Perry Lane County Primary was a single storey modern looking school. My mum taught there in the second-to-top class, and I had moved there from Mersey Drive for my final year. I liked Perry Lane, and particularly liked the head, Mr Ramsbottom, and the dinner staff. Then, as now, I had a hearty appetite though then, and not now, I burned off so many calories doing gymnastics and general rushing about so I was a skinny wretch.

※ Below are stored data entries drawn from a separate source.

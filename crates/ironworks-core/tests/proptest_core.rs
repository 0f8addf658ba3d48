//! Property-based tests for the simulation core.
//!
//! Random command sequences are replayed against small grids, then checked
//! for determinism, ledger consistency and item conservation.

use ironworks_core::building::{Building, BuildingKind};
use ironworks_core::engine::Engine;
use ironworks_core::event::{Event, EventKind};
use ironworks_core::fixed::Fixed64;
use ironworks_core::grid::{Direction, GridPosition};
use ironworks_core::resource::ResourceKind;
use ironworks_core::test_utils::*;
use proptest::prelude::*;
use std::cell::RefCell;
use std::rc::Rc;

const ROWS: usize = 3;
const COLS: usize = 5;

// ===========================================================================
// Generators
// ===========================================================================

#[derive(Debug, Clone)]
enum Cmd {
    Place(usize, usize, BuildingKind, Direction),
    Remove(usize, usize),
    Step(u32),
    Force,
}

fn arb_kind() -> impl Strategy<Value = BuildingKind> {
    proptest::sample::select(BuildingKind::ALL.to_vec())
}

/// Kinds that never consume or convert items.
fn arb_transfer_kind() -> impl Strategy<Value = BuildingKind> {
    proptest::sample::select(vec![
        BuildingKind::Mine,
        BuildingKind::CoalMine,
        BuildingKind::Conveyor,
        BuildingKind::Conveyor,
        BuildingKind::Warehouse,
        BuildingKind::Market,
    ])
}

fn arb_direction() -> impl Strategy<Value = Direction> {
    proptest::sample::select(Direction::all().to_vec())
}

fn arb_commands(
    kinds: impl Strategy<Value = BuildingKind> + 'static,
    with_removal: bool,
    max_len: usize,
) -> impl Strategy<Value = Vec<Cmd>> {
    proptest::collection::vec(
        prop_oneof![
            3 => (0..ROWS + 1, 0..COLS + 1, kinds, arb_direction())
                .prop_map(|(r, c, k, d)| Cmd::Place(r, c, k, d)),
            1 => (0..ROWS, 0..COLS).prop_map(|(r, c)| Cmd::Remove(r, c)),
            3 => (0..4000u32).prop_map(Cmd::Step),
            3 => Just(Cmd::Force),
        ],
        1..=max_len,
    )
    .prop_map(move |cmds| {
        cmds.into_iter()
            .map(|cmd| match cmd {
                Cmd::Remove(..) if !with_removal => Cmd::Force,
                other => other,
            })
            .collect::<Vec<_>>()
    })
}

fn apply(engine: &mut Engine, cmd: &Cmd) {
    match *cmd {
        Cmd::Place(r, c, k, d) => {
            let _ = engine.place_facing(r, c, k, d);
        }
        Cmd::Remove(r, c) => {
            let _ = engine.remove(r, c);
        }
        Cmd::Step(ms) => {
            engine.step(Fixed64::from_num(ms) / Fixed64::from_num(1000));
        }
        Cmd::Force => {
            engine.force_step();
        }
    }
}

// ===========================================================================
// Properties
// ===========================================================================

proptest! {
    #![proptest_config(ProptestConfig::with_cases(64))]

    /// Same commands, same starting balance, same final state.
    #[test]
    fn replay_is_deterministic(cmds in arb_commands(arb_kind(), true, 60), balance in 0i64..20_000) {
        let mut a = Engine::with_grid(ROWS, COLS, balance);
        let mut b = Engine::with_grid(ROWS, COLS, balance);
        for cmd in &cmds {
            apply(&mut a, cmd);
            apply(&mut b, cmd);
        }
        prop_assert_eq!(a.state_hash(), b.state_hash());
        prop_assert_eq!(a.economy(), b.economy());
    }

    /// The balance never goes negative and the summary totals always match
    /// the per-kind counters.
    #[test]
    fn ledger_stays_consistent(cmds in arb_commands(arb_kind(), true, 80), balance in 0i64..20_000) {
        let mut engine = Engine::with_grid(ROWS, COLS, balance);
        for cmd in &cmds {
            apply(&mut engine, cmd);
            prop_assert!(engine.economy().balance() >= 0);
            let checked = engine.check_invariants();
            prop_assert!(checked.is_ok(), "{:?}", checked);
        }
    }

    /// Each step's report explains the whole balance change.
    #[test]
    fn step_report_accounts_for_balance(cmds in arb_commands(arb_kind(), false, 40)) {
        let mut engine = Engine::with_grid(ROWS, COLS, 50_000);
        for cmd in &cmds {
            let before = engine.economy().balance();
            let report = match *cmd {
                Cmd::Step(ms) => engine.step(Fixed64::from_num(ms) / Fixed64::from_num(1000)),
                Cmd::Force => engine.force_step(),
                _ => {
                    apply(&mut engine, cmd);
                    continue;
                }
            };
            prop_assert_eq!(engine.economy().balance(), before - report.spent + report.earned);
        }
    }

    /// Without converters or demolition, every unit produced is either
    /// still on the grid or was sold.
    #[test]
    fn transfers_conserve_items(cmds in arb_commands(arb_transfer_kind(), false, 80)) {
        let mut engine = Engine::with_grid(ROWS, COLS, 50_000);
        let produced = Rc::new(RefCell::new(0usize));
        let sold = Rc::new(RefCell::new(0usize));
        let p = produced.clone();
        let s = sold.clone();
        engine.on_passive(EventKind::ItemProduced, Box::new(move |_| *p.borrow_mut() += 1));
        engine.on_passive(EventKind::ItemSold, Box::new(move |_| *s.borrow_mut() += 1));

        for cmd in &cmds {
            apply(&mut engine, cmd);
        }
        // Flush anything emitted since the last delivery.
        engine.step(Fixed64::ZERO);

        let on_grid = items_on_grid(&engine).len();
        prop_assert_eq!(*produced.borrow(), on_grid + *sold.borrow());
    }

    /// `accept` returning false never changes the building.
    #[test]
    fn rejected_accept_is_pure(
        kind in arb_kind(),
        fill in proptest::collection::vec(proptest::sample::select(ResourceKind::ALL.to_vec()), 0..16),
        probe in proptest::sample::select(ResourceKind::ALL.to_vec()),
    ) {
        let mut building = Building::new(kind, GridPosition::new(0, 0), Direction::East, 1);
        for item in fill {
            building.accept(item);
        }
        let before = format!("{building:?}");
        if !building.accept(probe) {
            prop_assert_eq!(format!("{building:?}"), before);
        }
    }

    /// Removal always refunds half the build cost and empties the cell.
    #[test]
    fn removal_refund_is_half_cost(kind in arb_kind(), steps in 0usize..6) {
        let mut engine = Engine::with_grid(1, 1, 10_000);
        engine.place(0, 0, kind).unwrap();
        for _ in 0..steps {
            engine.force_step();
        }
        let before = engine.economy().balance();
        let refund = engine.remove(0, 0).unwrap();
        prop_assert_eq!(refund, kind.build_cost() / 2);
        prop_assert_eq!(engine.economy().balance(), before + refund);
        prop_assert!(engine.snapshot(0, 0).is_none());
    }
}

#[test]
fn removal_events_carry_discarded_items() {
    let mut engine = row_engine(3, 10_000);
    place_row(
        &mut engine,
        0,
        &[BuildingKind::Mine, BuildingKind::Conveyor, BuildingKind::Warehouse],
        Direction::East,
    );
    for _ in 0..4 {
        engine.force_step();
    }
    let held = engine.snapshot(0, 2).unwrap();
    let expected = held.queued.len() + usize::from(held.item.is_some());

    let discarded = Rc::new(RefCell::new(0usize));
    let sink = discarded.clone();
    engine.on_passive(
        EventKind::BuildingRemoved,
        Box::new(move |e| {
            if let Event::BuildingRemoved { discarded, .. } = e {
                *sink.borrow_mut() += discarded.len();
            }
        }),
    );
    engine.remove(0, 2).unwrap();
    engine.step(Fixed64::ZERO);
    assert_eq!(*discarded.borrow(), expected);
    assert_eq!(expected, 4);
}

I don’t know if we ever had this precise combination of food simultaneously, but I most fondly remember the meat and potato pies cooked in massive steel trays. We’d each get a small slice with its accompanying square of pastry. We’d get beetroot or pickled red cabbage and mushy peas, and boiled potatoes and cabbage. Most of the kids turned their noses up at anything other than the pie and potatoes, but I liked it all. I think now that it may have been Lancashire Hot Pot pie, but we didn’t know it as such. It was indeterminate meat with potatoes, swede, turnip and carrots and, to my mind, was delicious.

I may have been on my own regarding the vegetables but dessert was something that most of the kids liked. It was either semolina or rice pudding with obligatory dollop of jam, or white sponge with pink custard. My two favourites were Manchester Tart and the chocolate sponge swimming in mint custard.

I’d usually sit opposite a young friend whose name now escapes me. I think she may have been called Trudy. She had long blond hair and always wore it in a high pony tail. I was obsessed with Trudy and had taken to imitating her, particularly her facial twitch in which her lips pursed to one side. I thought it was the most beautiful facial characteristic, but didn’t pull it off like Trudy did.

One day, lets say it was meat pie and chocolate sponge day, Mr Ramsbottom was doing his usual headmasterly patrol around the lunch hall. I was affectionately aping Trudy when he caught me and took me to one side. These were the days before political correctness and when bullying of any kind was usually accepted with a ‘kids will be kids’ kind of attitude. I was told by Mr Ramsbottom not to take the mickey out of such a nice girl. I told him I wasn’t doing that. I was simply copying somebody I liked. I was marched off, not to the head’s office for further punishment, but to a place far scarier- my mum’s classroom. The telling off I got was monumental.

To this day whenever I see this particular facial tic, I want to copy it, but am scared of the consequences!